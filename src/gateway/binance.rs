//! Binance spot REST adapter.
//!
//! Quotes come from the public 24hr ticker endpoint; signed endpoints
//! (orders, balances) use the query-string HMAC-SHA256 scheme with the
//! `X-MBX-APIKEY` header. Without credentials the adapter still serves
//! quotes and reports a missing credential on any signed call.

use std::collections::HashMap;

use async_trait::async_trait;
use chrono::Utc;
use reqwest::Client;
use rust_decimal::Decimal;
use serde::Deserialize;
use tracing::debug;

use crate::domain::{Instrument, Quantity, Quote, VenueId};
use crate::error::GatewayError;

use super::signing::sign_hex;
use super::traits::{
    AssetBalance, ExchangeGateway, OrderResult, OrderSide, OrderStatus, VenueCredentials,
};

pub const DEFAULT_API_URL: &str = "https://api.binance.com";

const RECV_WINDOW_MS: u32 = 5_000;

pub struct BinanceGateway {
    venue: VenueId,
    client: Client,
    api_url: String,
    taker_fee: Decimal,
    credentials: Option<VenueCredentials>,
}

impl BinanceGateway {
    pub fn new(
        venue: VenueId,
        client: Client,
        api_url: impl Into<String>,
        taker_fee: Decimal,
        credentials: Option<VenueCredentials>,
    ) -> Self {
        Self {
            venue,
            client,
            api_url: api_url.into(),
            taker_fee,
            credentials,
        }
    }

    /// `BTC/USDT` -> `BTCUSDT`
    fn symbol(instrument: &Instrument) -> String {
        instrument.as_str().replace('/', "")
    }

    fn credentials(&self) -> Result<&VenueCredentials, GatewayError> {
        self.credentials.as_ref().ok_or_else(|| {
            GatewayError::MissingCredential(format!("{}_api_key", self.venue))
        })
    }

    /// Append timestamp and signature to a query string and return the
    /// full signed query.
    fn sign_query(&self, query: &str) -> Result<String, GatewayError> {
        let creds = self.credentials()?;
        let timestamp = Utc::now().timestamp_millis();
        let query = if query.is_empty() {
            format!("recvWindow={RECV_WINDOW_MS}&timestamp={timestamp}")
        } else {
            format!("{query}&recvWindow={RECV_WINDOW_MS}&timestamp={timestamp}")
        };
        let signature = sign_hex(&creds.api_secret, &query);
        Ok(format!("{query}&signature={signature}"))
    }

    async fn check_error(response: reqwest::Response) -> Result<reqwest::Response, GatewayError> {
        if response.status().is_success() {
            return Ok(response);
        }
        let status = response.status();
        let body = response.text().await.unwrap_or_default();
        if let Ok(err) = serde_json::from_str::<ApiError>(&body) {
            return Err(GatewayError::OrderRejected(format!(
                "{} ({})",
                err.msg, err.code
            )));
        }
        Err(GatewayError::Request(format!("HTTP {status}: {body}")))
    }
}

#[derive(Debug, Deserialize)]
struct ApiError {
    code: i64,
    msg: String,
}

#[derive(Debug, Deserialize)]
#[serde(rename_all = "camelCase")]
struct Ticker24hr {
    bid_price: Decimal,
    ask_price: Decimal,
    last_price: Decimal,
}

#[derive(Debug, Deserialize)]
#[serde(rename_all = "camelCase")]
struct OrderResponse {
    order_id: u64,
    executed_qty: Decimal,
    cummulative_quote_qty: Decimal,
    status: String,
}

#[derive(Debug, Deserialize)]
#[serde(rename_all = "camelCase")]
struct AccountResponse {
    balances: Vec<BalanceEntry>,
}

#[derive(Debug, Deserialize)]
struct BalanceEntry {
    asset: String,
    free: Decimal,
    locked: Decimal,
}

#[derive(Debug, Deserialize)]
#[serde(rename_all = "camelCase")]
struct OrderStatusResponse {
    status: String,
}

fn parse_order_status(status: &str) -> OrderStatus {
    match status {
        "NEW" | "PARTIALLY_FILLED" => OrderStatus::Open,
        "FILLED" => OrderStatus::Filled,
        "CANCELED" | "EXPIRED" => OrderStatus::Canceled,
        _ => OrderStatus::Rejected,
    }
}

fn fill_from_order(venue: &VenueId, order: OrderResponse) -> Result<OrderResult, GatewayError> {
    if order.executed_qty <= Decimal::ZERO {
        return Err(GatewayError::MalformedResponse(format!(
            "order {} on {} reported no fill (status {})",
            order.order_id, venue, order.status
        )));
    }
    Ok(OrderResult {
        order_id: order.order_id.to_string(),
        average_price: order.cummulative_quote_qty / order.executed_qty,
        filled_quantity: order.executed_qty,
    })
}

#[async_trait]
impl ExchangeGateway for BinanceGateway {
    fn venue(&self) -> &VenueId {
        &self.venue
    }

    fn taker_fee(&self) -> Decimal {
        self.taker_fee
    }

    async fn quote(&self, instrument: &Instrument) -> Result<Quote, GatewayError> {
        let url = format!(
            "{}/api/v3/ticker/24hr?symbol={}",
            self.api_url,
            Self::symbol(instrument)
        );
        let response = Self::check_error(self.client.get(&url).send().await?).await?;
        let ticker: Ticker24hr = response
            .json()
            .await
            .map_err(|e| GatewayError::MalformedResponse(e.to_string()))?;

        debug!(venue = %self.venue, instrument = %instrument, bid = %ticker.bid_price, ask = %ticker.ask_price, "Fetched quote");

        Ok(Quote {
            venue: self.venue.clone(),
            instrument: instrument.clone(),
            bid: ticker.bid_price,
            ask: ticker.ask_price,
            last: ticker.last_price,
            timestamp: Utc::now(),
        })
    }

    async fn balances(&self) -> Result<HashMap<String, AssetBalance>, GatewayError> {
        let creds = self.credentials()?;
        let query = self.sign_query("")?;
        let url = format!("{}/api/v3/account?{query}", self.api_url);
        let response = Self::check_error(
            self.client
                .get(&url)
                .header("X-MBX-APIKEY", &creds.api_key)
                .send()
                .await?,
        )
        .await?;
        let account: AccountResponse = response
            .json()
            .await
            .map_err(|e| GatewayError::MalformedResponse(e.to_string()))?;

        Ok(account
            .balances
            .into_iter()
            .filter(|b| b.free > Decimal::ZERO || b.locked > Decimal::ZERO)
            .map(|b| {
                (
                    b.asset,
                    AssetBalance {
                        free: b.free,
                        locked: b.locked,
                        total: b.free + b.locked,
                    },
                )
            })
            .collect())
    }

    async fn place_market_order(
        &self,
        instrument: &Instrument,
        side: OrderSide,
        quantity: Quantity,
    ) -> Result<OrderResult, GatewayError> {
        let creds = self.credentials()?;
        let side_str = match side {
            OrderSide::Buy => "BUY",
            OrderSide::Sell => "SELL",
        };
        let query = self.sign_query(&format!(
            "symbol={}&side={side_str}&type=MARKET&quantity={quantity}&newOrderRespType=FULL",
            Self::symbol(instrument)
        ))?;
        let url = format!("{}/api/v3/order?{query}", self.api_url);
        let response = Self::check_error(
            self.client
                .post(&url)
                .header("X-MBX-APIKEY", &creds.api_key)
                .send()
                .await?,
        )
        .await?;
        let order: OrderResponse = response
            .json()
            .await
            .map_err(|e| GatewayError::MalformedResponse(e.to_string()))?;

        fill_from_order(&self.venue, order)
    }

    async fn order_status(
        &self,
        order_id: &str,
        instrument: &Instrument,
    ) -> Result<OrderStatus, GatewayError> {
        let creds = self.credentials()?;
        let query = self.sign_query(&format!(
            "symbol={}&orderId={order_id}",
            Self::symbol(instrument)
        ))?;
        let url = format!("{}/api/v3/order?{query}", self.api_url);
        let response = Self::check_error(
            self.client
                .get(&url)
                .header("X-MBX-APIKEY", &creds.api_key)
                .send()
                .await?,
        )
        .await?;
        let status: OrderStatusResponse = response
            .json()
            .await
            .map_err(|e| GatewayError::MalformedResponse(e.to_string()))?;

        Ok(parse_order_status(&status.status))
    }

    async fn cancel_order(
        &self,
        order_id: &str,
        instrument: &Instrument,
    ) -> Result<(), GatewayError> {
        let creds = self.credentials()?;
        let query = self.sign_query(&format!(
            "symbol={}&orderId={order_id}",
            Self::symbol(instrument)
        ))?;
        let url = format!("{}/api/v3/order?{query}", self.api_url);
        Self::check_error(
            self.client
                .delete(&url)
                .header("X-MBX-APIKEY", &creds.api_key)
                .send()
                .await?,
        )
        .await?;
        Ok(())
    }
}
--
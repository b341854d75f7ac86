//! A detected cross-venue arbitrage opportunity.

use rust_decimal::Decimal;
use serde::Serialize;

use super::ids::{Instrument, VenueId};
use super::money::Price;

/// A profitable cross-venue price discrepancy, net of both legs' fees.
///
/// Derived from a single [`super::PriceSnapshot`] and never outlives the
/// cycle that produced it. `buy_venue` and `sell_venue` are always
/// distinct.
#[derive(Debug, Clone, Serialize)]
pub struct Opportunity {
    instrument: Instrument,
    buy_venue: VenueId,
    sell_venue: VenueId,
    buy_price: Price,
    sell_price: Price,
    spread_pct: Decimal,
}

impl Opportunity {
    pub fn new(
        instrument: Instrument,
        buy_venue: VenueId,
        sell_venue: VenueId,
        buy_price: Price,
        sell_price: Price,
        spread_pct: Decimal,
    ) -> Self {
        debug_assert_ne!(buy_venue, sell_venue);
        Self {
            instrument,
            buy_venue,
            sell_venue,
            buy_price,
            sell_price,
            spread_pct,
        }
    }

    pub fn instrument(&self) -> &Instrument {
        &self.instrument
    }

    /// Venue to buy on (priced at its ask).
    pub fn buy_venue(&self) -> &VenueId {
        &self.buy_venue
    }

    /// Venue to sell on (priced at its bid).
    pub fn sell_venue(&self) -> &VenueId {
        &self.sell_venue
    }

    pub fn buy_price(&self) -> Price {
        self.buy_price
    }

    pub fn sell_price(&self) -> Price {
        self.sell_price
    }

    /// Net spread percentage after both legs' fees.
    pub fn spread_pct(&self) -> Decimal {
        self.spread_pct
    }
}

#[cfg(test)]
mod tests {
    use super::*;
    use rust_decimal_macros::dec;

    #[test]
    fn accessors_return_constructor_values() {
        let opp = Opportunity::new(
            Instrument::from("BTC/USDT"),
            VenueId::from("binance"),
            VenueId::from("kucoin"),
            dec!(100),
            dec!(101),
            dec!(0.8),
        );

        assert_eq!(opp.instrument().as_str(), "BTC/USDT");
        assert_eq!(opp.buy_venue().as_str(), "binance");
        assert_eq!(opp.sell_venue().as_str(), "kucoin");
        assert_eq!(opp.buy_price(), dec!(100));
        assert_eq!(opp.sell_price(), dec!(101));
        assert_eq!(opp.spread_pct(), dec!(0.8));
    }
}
---
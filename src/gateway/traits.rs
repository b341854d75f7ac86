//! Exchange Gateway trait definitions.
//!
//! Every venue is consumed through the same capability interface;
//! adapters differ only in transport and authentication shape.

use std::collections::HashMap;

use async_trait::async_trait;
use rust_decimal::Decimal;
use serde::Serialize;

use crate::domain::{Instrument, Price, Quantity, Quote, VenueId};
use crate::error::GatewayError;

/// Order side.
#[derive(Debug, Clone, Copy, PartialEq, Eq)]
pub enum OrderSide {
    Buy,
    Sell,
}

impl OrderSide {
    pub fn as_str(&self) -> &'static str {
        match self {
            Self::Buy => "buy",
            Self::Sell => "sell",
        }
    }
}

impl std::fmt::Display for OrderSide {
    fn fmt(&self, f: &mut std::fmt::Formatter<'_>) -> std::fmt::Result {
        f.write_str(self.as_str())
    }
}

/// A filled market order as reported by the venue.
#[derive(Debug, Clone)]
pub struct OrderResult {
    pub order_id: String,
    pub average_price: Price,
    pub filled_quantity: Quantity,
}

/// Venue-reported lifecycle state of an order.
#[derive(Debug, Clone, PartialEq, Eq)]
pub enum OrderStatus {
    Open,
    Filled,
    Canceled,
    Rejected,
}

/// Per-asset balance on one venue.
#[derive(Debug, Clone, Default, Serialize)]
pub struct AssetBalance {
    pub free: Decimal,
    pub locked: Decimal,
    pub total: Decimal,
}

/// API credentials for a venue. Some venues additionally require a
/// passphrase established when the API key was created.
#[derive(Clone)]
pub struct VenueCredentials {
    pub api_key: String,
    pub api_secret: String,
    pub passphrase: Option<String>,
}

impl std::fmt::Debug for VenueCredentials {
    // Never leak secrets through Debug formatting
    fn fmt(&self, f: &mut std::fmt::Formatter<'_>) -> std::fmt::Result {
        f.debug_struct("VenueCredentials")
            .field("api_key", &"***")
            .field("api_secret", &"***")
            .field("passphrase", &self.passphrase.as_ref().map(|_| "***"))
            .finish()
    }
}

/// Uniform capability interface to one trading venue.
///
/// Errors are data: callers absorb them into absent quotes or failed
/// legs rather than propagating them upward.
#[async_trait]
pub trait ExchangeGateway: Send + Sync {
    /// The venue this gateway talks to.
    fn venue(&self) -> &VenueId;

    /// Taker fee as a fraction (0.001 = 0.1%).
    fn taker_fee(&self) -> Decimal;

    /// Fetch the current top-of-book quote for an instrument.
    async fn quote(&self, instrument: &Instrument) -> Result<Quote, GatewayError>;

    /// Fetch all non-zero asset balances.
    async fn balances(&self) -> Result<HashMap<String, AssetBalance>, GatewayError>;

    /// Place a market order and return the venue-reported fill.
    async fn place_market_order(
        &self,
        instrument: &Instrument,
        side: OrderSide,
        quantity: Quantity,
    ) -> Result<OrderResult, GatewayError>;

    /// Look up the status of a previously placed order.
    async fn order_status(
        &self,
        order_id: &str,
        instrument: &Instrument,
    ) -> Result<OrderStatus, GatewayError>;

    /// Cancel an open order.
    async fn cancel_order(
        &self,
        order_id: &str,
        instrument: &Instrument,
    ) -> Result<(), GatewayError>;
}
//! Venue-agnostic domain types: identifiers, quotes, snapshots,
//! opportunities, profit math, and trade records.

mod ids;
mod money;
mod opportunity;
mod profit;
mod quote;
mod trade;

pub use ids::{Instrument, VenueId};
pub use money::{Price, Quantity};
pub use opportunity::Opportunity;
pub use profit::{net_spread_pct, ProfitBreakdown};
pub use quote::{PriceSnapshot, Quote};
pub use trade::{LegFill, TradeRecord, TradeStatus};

### [WORK TO COMPLETE]
What lines in the entries contain "Option"? Report each one by copying it.

### [WORKED SOLUTION]
    credentials: Option<VenueCredentials>,
        credentials: Option<VenueCredentials>,
    pub passphrase: Option<String>,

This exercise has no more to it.